Health experts and policymakers anticipate that comparative effectiveness research will yield greater value from America's health care system and better outcomes for patients. Despite spending more on care than any other industrialized nation -- $2.4 trillion in 2008 -- the United States lags behind other countries on many measures of health, such as infant mortality and chronic disease burden. Comparative effectiveness research weighs the benefits and harms of various ways to prevent, diagnose, treat, or monitor clinical conditions to determine which work best for particular types of patients and in different settings and circumstances. Study results can help consumers, clinicians, policymakers, and purchasers make more informed decisions, ultimately improving care for individuals and groups.
"Health care decisions too often area matter of guesswork because we lack good evidence to inform them," said committee co-chair Harold C. Sox, editor, Annals of Internal Medicine, American College of Physicians of Internal Medicine, Philadelphia. "For example, we spend a great deal on diagnostic tests for coronary heart disease in this country, but we lack sufficient evidence to determine which test is best."
"This report lays the foundation for an ongoing enterprise to provide the evidence that health care providers need to make better decisions and achieve better results," added co-chair Sheldon Greenfield, Donald Bren Professor of Medicine and executive director, Health Policy Research Institute, University of California, Irvine. "To make the most of this enterprise, HHS will need to ensure that the results are translated into practice and that the public is involved in priority setting to ensure that the research is relevant to everyday health care."

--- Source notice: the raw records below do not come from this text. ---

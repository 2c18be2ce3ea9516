//! Error types for the harness.

use std::time::Duration;
use thiserror::Error;

/// Result alias used across the crate.
pub type Result<T, E = HarnessError> = std::result::Result<T, E>;

/// Errors surfaced to the calling test scenario.
#[derive(Debug, Error)]
pub enum HarnessError {
    /// The UI description could not be rendered (mount or re-render).
    #[error("failed to render tree: {0}")]
    InvalidTree(#[from] RenderError),

    /// A query matched zero elements.
    #[error("unable to find {description}\n\n{dom}")]
    NotFound { description: String, dom: String },

    /// A single-element query matched more than one element.
    #[error("found {count} elements {description}\n\n{dom}")]
    AmbiguousMatch {
        description: String,
        count: usize,
        dom: String,
    },

    /// An interaction targeted an element that cannot receive it.
    #[error("cannot {action} element: {reason}")]
    InvalidTarget {
        action: &'static str,
        reason: String,
    },

    /// An asynchronous wait exceeded its deadline.
    #[error("timed out after {elapsed:?}: {last_error}")]
    Timeout {
        elapsed: Duration,
        last_error: String,
    },

    /// Flushing never quiesced.
    #[error("exceeded {limit} flush passes; a component keeps scheduling updates")]
    UpdateLoop { limit: usize },
}

impl HarnessError {
    pub(crate) fn invalid_target(action: &'static str, reason: impl Into<String>) -> Self {
        Self::InvalidTarget {
            action,
            reason: reason.into(),
        }
    }

    /// Returns true for [`HarnessError::NotFound`].
    pub fn is_not_found(&self) -> bool {
        matches!(self, Self::NotFound { .. })
    }

    /// Returns true for [`HarnessError::AmbiguousMatch`].
    pub fn is_ambiguous(&self) -> bool {
        matches!(self, Self::AmbiguousMatch { .. })
    }

    /// Returns true for [`HarnessError::InvalidTarget`].
    pub fn is_invalid_target(&self) -> bool {
        matches!(self, Self::InvalidTarget { .. })
    }

    /// Returns true for [`HarnessError::Timeout`].
    pub fn is_timeout(&self) -> bool {
        matches!(self, Self::Timeout { .. })
    }
}

/// Errors raised while expanding a UI description into host nodes.
#[derive(Debug, Clone, PartialEq, Eq, Error)]
pub enum RenderError {
    #[error("invalid element tag {0:?}")]
    InvalidTag(String),

    #[error("<{tag}> is a void element and cannot have children")]
    VoidElementChildren { tag: String },

    #[error("hook #{index} in component {component} changed type between renders")]
    HookOrder {
        component: &'static str,
        index: usize,
    },

    #[error("no {0} service was provided at mount time")]
    MissingService(&'static str),

    #[error("component requires a {0} context provider above it")]
    MissingContext(&'static str),

    #[error("component {component} failed: {message}")]
    Component {
        component: &'static str,
        message: String,
    },
}

impl RenderError {
    /// Convenience constructor for component-raised failures.
    pub fn component(component: &'static str, message: impl Into<String>) -> Self {
        Self::Component {
            component,
            message: message.into(),
        }
    }
}

#[cfg(test)]
mod tests {
    use super::*;

    #[test]
    fn test_render_error_converts_to_invalid_tree() {
        let err: HarnessError = RenderError::InvalidTag("".into()).into();
        assert!(matches!(err, HarnessError::InvalidTree(_)));
        assert!(err.to_string().contains("invalid element tag"));
    }

    #[test]
    fn test_predicates() {
        let err = HarnessError::invalid_target("click", "element is disabled");
        assert!(err.is_invalid_target());
        assert!(!err.is_not_found());
        assert_eq!(
            err.to_string(),
            "cannot click element: element is disabled"
        );
    }
}
//! Mount, query, interact and flush: a harness for component tests.
//!
//! Components are render functions over a [`Scope`] that produce a
//! [`View`]. A test mounts a description into an isolated [`Container`],
//! finds elements by role, text or label, drives them through
//! [`UserEvent`] and asserts on what a user would see.
//!
//! ```rust,ignore
//! use ui_testkit::{Query, Role, TextMatch, mount};
//!
//! let container = mount(counter())?;
//! let increment = container.get_by(&Query::role(Role::Button).name(TextMatch::pattern("(?i)increment")?))?;
//! container.user().click(&increment)?;
//! container.get_by(&Query::text("Current count: 1"))?;
//! ```
//!
//! State updates are applied at flush boundaries: every simulated event,
//! [`Container::act`], [`Container::act_async`] and each `wait_for` poll.

pub mod aria;
pub mod config;
pub mod container;
pub mod deferred;
pub mod dom;
pub mod error;
pub mod event;
pub mod handle;
pub mod hook;
pub mod injection;
pub mod platform;
pub mod query;
mod runtime;
pub mod scope;
pub mod style;
pub mod user;
pub mod view;

pub use aria::Role;
pub use config::HarnessConfig;
pub use container::{Container, MountOptions, Wrapper, mount, mount_with, mount_with_wrapper};
pub use deferred::{DeferredError, Promise, Resolver, deferred};
pub use dom::NodeId;
pub use error::{HarnessError, RenderError, Result};
pub use event::{Event, EventKind, Key, NamedKey};
pub use handle::{ElementHandle, ElementSnapshot};
pub use hook::{HookResult, render_hook, render_hook_with};
pub use platform::Services;
pub use platform::geolocation::{
    Coordinates, FakeGeolocation, GeolocationProvider, Position, PositionError,
    PositionErrorCode, SharedGeolocation,
};
pub use query::{By, Query, Screen, TextMatch};
pub use runtime::TaskSpawner;
pub use scope::{Scope, Setter};
pub use style::StyleMap;
pub use user::UserEvent;
pub use view::{Element, View, component, el, fragment, provide, text};
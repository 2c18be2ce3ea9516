mod common;

use anyhow::Result;
use common::{async_location_display, init_tracing, location_display};
use ui_testkit::{
    FakeGeolocation, HarnessError, MountOptions, Position, PositionError, PositionErrorCode,
    Query, RenderError, Role, deferred, mount, mount_with,
};

fn mount_location(fake: &FakeGeolocation) -> ui_testkit::Result<ui_testkit::Container> {
    mount_with(location_display(), MountOptions::new().service(fake.shared()))
}

#[test]
fn shows_spinner_then_coordinates() -> Result<()> {
    init_tracing();
    let fake = FakeGeolocation::new();
    let container = mount_location(&fake)?;

    container.get_by(&Query::label_text("loading"))?;
    assert_eq!(fake.pending_requests(), 1);

    container.act(|| fake.resolve(Position::new(35.0, 139.0)))?;

    assert!(container.query_by(&Query::label_text("loading"))?.is_none());
    container.get_by(&Query::text("Latitude: 35"))?;
    container.get_by(&Query::text("Longitude: 139"))?;
    assert_eq!(fake.total_requests(), 1);
    Ok(())
}

#[test]
fn shows_error_when_position_is_rejected() -> Result<()> {
    init_tracing();
    let fake = FakeGeolocation::new();
    let container = mount_location(&fake)?;

    container.act(|| {
        fake.reject(PositionError::new(
            PositionErrorCode::PermissionDenied,
            "Geolocation is not supported",
        ))
    })?;

    let alert = container.get_by(&Query::role(Role::Alert))?;
    assert_eq!(alert.text_content()?, "Geolocation is not supported");
    Ok(())
}

#[test]
fn fakes_are_scoped_to_their_container() -> Result<()> {
    init_tracing();
    let first = FakeGeolocation::new();
    let second = FakeGeolocation::new();
    let first_container = mount_location(&first)?;
    let second_container = mount_location(&second)?;

    first_container.act(|| first.resolve(Position::new(1.0, 2.0)))?;

    first_container.get_by(&Query::text("Latitude: 1"))?;
    second_container.get_by(&Query::label_text("loading"))?;
    assert_eq!(second.pending_requests(), 1);
    Ok(())
}

#[test]
fn missing_service_fails_the_mount() {
    init_tracing();
    let err = mount(location_display()).unwrap_err();
    assert!(matches!(
        err,
        HarnessError::InvalidTree(RenderError::MissingService(_))
    ));
}

#[test]
fn deferred_position_resolves_inside_act_async() -> Result<()> {
    init_tracing();
    let (promise, resolver) = deferred::<Position>();
    let container = mount(async_location_display(promise))?;
    container.get_by(&Query::label_text("loading"))?;

    let delivered = container.act_async(async move { resolver.resolve(Position::new(51.5, -0.1)) })?;

    assert!(delivered);
    container.get_by(&Query::text("Latitude: 51.5"))?;
    container.get_by(&Query::text("Longitude: -0.1"))?;
    Ok(())
}

#[test]
fn deferred_rejection_is_rendered() -> Result<()> {
    init_tracing();
    let (promise, resolver) = deferred::<Position>();
    let container = mount(async_location_display(promise))?;

    container.act_async(async move { resolver.reject("timed out") })?;

    let alert = container.find_by(&Query::role(Role::Alert))?;
    assert_eq!(alert.text_content()?, "rejected: timed out");
    Ok(())
}
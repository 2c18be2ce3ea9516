//! Accessibility semantics computed from the live document.
//!
//! Roles, accessible names, label association and the hidden/disabled/
//! focusable states that queries and the interaction simulator rely on.

use crate::dom::{Document, NodeId};
use serde::{Deserialize, Serialize};
use std::str::FromStr;
use strum::{AsRefStr, Display, EnumString};

/// ARIA role of an element.
#[derive(
    Debug,
    Clone,
    Copy,
    PartialEq,
    Eq,
    Hash,
    Display,
    AsRefStr,
    EnumString,
    Serialize,
    Deserialize,
)]
#[strum(serialize_all = "lowercase")]
#[serde(rename_all = "lowercase")]
pub enum Role {
    Alert,
    Article,
    Banner,
    Button,
    Cell,
    Checkbox,
    ColumnHeader,
    Combobox,
    Complementary,
    ContentInfo,
    Dialog,
    Form,
    Group,
    Heading,
    Img,
    Link,
    List,
    ListBox,
    ListItem,
    Main,
    Menu,
    MenuItem,
    Navigation,
    #[strum(serialize = "option")]
    #[serde(rename = "option")]
    ListOption,
    Paragraph,
    Presentation,
    ProgressBar,
    Radio,
    Region,
    Row,
    SearchBox,
    Separator,
    Slider,
    SpinButton,
    Status,
    Switch,
    Tab,
    Table,
    TabList,
    TabPanel,
    TextBox,
    Tooltip,
}

impl Role {
    /// Roles whose accessible name comes from their text content.
    fn named_from_content(self) -> bool {
        matches!(
            self,
            Self::Button
                | Self::Cell
                | Self::Checkbox
                | Self::ColumnHeader
                | Self::Heading
                | Self::Link
                | Self::ListOption
                | Self::MenuItem
                | Self::Radio
                | Self::Switch
                | Self::Tab
                | Self::Tooltip
        )
    }
}

/// Explicit `role` attribute (first recognised token), else the implicit
/// role of the tag.
pub(crate) fn role_of(doc: &Document, id: NodeId) -> Option<Role> {
    if let Some(explicit) = doc.attr(id, "role") {
        if let Some(role) = explicit
            .split_whitespace()
            .find_map(|token| Role::from_str(&token.to_ascii_lowercase()).ok())
        {
            return Some(role);
        }
    }
    implicit_role(doc, id)
}

fn input_type(doc: &Document, id: NodeId) -> String {
    doc.attr(id, "type")
        .map(str::to_ascii_lowercase)
        .unwrap_or_else(|| "text".to_string())
}

fn implicit_role(doc: &Document, id: NodeId) -> Option<Role> {
    let tag = doc.tag(id)?;
    let role = match tag {
        "button" => Role::Button,
        "a" | "area" if doc.has_attr(id, "href") => Role::Link,
        "input" => match input_type(doc, id).as_str() {
            "button" | "image" | "reset" | "submit" => Role::Button,
            "checkbox" => Role::Checkbox,
            "radio" => Role::Radio,
            "range" => Role::Slider,
            "number" => Role::SpinButton,
            "search" => Role::SearchBox,
            "email" | "tel" | "text" | "url" => Role::TextBox,
            _ => return None,
        },
        "textarea" => Role::TextBox,
        "select" => {
            if doc.has_attr(id, "multiple") {
                Role::ListBox
            } else {
                Role::Combobox
            }
        }
        "option" => Role::ListOption,
        "h1" | "h2" | "h3" | "h4" | "h5" | "h6" => Role::Heading,
        "ul" | "ol" | "menu" => Role::List,
        "li" => Role::ListItem,
        "img" => {
            if doc.attr(id, "alt") == Some("") {
                Role::Presentation
            } else {
                Role::Img
            }
        }
        "form" => Role::Form,
        "nav" => Role::Navigation,
        "main" => Role::Main,
        "header" => Role::Banner,
        "footer" => Role::ContentInfo,
        "aside" => Role::Complementary,
        "article" => Role::Article,
        "section" if doc.has_attr(id, "aria-label") => Role::Region,
        "dialog" => Role::Dialog,
        "fieldset" => Role::Group,
        "table" => Role::Table,
        "tr" => Role::Row,
        "td" => Role::Cell,
        "th" => Role::ColumnHeader,
        "p" => Role::Paragraph,
        "hr" => Role::Separator,
        "progress" => Role::ProgressBar,
        "output" => Role::Status,
        _ => return None,
    };
    Some(role)
}

/// Collapse runs of whitespace and trim.
pub(crate) fn normalize(text: &str) -> String {
    text.split_whitespace().collect::<Vec<_>>().join(" ")
}

/// Computed accessible name, normalized.
pub(crate) fn accessible_name(doc: &Document, id: NodeId) -> String {
    if let Some(ids) = doc.attr(id, "aria-labelledby") {
        let name = ids
            .split_whitespace()
            .filter_map(|html_id| doc.by_id(html_id))
            .map(|label| doc.text_content(label))
            .collect::<Vec<_>>()
            .join(" ");
        let name = normalize(&name);
        if !name.is_empty() {
            return name;
        }
    }

    if let Some(label) = doc.attr(id, "aria-label") {
        let name = normalize(label);
        if !name.is_empty() {
            return name;
        }
    }

    if is_labelable(doc, id) {
        let name = labels_of(doc, id)
            .into_iter()
            .map(|label| doc.text_content(label))
            .collect::<Vec<_>>()
            .join(" ");
        let name = normalize(&name);
        if !name.is_empty() {
            return name;
        }
    }

    if doc.tag(id) == Some("img")
        && let Some(alt) = doc.attr(id, "alt")
    {
        return normalize(alt);
    }

    if doc.tag(id) == Some("input") {
        match input_type(doc, id).as_str() {
            "submit" => return normalize(doc.attr(id, "value").unwrap_or("Submit")),
            "reset" => return normalize(doc.attr(id, "value").unwrap_or("Reset")),
            "button" => return normalize(doc.attr(id, "value").unwrap_or_default()),
            _ => {}
        }
    }

    if role_of(doc, id).is_some_and(Role::named_from_content) {
        let name = normalize(&doc.text_content(id));
        if !name.is_empty() {
            return name;
        }
    }

    if let Some(title) = doc.attr(id, "title") {
        return normalize(title);
    }

    doc.attr(id, "placeholder").map(normalize).unwrap_or_default()
}

/// Elements a `<label>` can point at.
pub(crate) fn is_labelable(doc: &Document, id: NodeId) -> bool {
    match doc.tag(id) {
        Some("input") => input_type(doc, id) != "hidden",
        Some("button" | "select" | "textarea" | "meter" | "output" | "progress") => true,
        _ => false,
    }
}

/// Control associated with a `<label>`: its `for` target, else the first
/// labelable descendant.
pub(crate) fn label_control(doc: &Document, label: NodeId) -> Option<NodeId> {
    if doc.tag(label) != Some("label") {
        return None;
    }
    if let Some(target) = doc.attr(label, "for") {
        return doc
            .by_id(target)
            .filter(|control| is_labelable(doc, *control));
    }
    doc.descendant_elements(label)
        .into_iter()
        .find(|node| is_labelable(doc, *node))
}

/// Labels of a control, in document order.
pub(crate) fn labels_of(doc: &Document, control: NodeId) -> Vec<NodeId> {
    doc.descendant_elements(doc.root())
        .into_iter()
        .filter(|node| doc.tag(*node) == Some("label"))
        .filter(|label| label_control(doc, *label) == Some(control))
        .collect()
}

fn hides_itself(doc: &Document, id: NodeId) -> bool {
    doc.has_attr(id, "hidden")
        || doc.attr(id, "aria-hidden") == Some("true")
        || doc
            .style(id)
            .is_some_and(|style| style.get("display") == Some("none"))
        || doc
            .style(id)
            .is_some_and(|style| style.get("visibility") == Some("hidden"))
}

/// Excluded from the accessibility tree by itself or an ancestor.
pub(crate) fn is_hidden(doc: &Document, id: NodeId) -> bool {
    doc.closest(id, |node| hides_itself(doc, node)).is_some()
}

const DISABLEABLE: &[&str] = &[
    "button", "fieldset", "input", "optgroup", "option", "select", "textarea",
];

/// Disabled directly, or inside a disabled `<fieldset>` (outside its
/// first `<legend>`).
pub(crate) fn is_disabled(doc: &Document, id: NodeId) -> bool {
    let Some(tag) = doc.tag(id) else {
        return false;
    };
    if !DISABLEABLE.contains(&tag) {
        return false;
    }
    if doc.has_attr(id, "disabled") {
        return true;
    }
    doc.ancestors(id).into_iter().any(|ancestor| {
        doc.tag(ancestor) == Some("fieldset")
            && doc.has_attr(ancestor, "disabled")
            && !in_first_legend(doc, ancestor, id)
    })
}

fn in_first_legend(doc: &Document, fieldset: NodeId, id: NodeId) -> bool {
    let legend = doc
        .children(fieldset)
        .iter()
        .copied()
        .find(|child| doc.tag(*child) == Some("legend"));
    legend.is_some_and(|legend| doc.ancestors(id).contains(&legend))
}

fn tab_index(doc: &Document, id: NodeId) -> Option<i32> {
    doc.attr(id, "tabindex")?.trim().parse().ok()
}

fn natively_focusable(doc: &Document, id: NodeId) -> bool {
    match doc.tag(id) {
        Some("button" | "select" | "textarea") => true,
        Some("input") => input_type(doc, id) != "hidden",
        Some("a" | "area") => doc.has_attr(id, "href"),
        _ => doc.attr(id, "contenteditable").is_some_and(|v| v != "false"),
    }
}

/// Can receive focus from a pointer or script.
pub(crate) fn is_focusable(doc: &Document, id: NodeId) -> bool {
    if is_disabled(doc, id) || is_hidden(doc, id) {
        return false;
    }
    natively_focusable(doc, id) || tab_index(doc, id).is_some()
}

/// Sequential (Tab) focus order: positive tabindex ascending, then
/// document order.
pub(crate) fn tab_order(doc: &Document) -> Vec<NodeId> {
    let mut positive = Vec::new();
    let mut natural = Vec::new();
    for node in doc.descendant_elements(doc.root()) {
        if !is_focusable(doc, node) {
            continue;
        }
        match tab_index(doc, node) {
            Some(index) if index < 0 => {}
            Some(index) if index > 0 => positive.push((index, node)),
            _ => natural.push(node),
        }
    }
    positive.sort_by_key(|(index, _)| *index);
    positive
        .into_iter()
        .map(|(_, node)| node)
        .chain(natural)
        .collect()
}

/// Accepts typed text.
pub(crate) fn is_text_field(doc: &Document, id: NodeId) -> bool {
    match doc.tag(id) {
        Some("textarea") => true,
        Some("input") => matches!(
            input_type(doc, id).as_str(),
            "text" | "email" | "password" | "search" | "tel" | "url" | "number"
        ),
        _ => false,
    }
}

/// Submits its form when clicked.
pub(crate) fn is_submit_button(doc: &Document, id: NodeId) -> bool {
    match doc.tag(id) {
        Some("button") => doc
            .attr(id, "type")
            .is_none_or(|kind| kind.eq_ignore_ascii_case("submit")),
        Some("input") => matches!(input_type(doc, id).as_str(), "submit" | "image"),
        _ => false,
    }
}

pub(crate) fn owning_form(doc: &Document, id: NodeId) -> Option<NodeId> {
    doc.ancestors(id)
        .into_iter()
        .find(|node| doc.tag(*node) == Some("form"))
}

The 100 priority areas reflect the insights of health professionals, consumer advocates, policy analysts, and others who submitted nominations through an online form that was open to any individual or organization and through presentations at public meetings. The committee received 1,268 unique topic suggestions, which it narrowed to 100 based on a set of criteria that included its charge to develop a balanced portfolio. The list reflects a range of clinical categories, populations to be studied, categories of interventions, and research methodologies. The committee developed its list of priorities independent from the comparative effectiveness research activities that other organizations have been charged to do through the American Recovery and Reinvestment Act.
The report also recommends actions necessary to establish an ongoing comparative effectiveness research effort that would not only carry out studies on the 100 recommended initial topics, but also develop priorities for future research and translate the knowledge gained into improvements in clinical care. Effective coordination and governance among the agencies and disciplines involved will be crucial for ensuring the sustainability of the enterprise, the report notes. Moreover, a skilled work force is needed to carry out the research. The committee underscored the importance of having patients, families, and their caregivers actively engaged in identifying research topics of most concern to them. Ultimately, comparative effectiveness research will fall short of its potential without vigorous efforts by HHS to promote adoption of the findings by health care providers and organizations, the committee added.
The study was sponsored by the U.S. Department of Health and Human Services.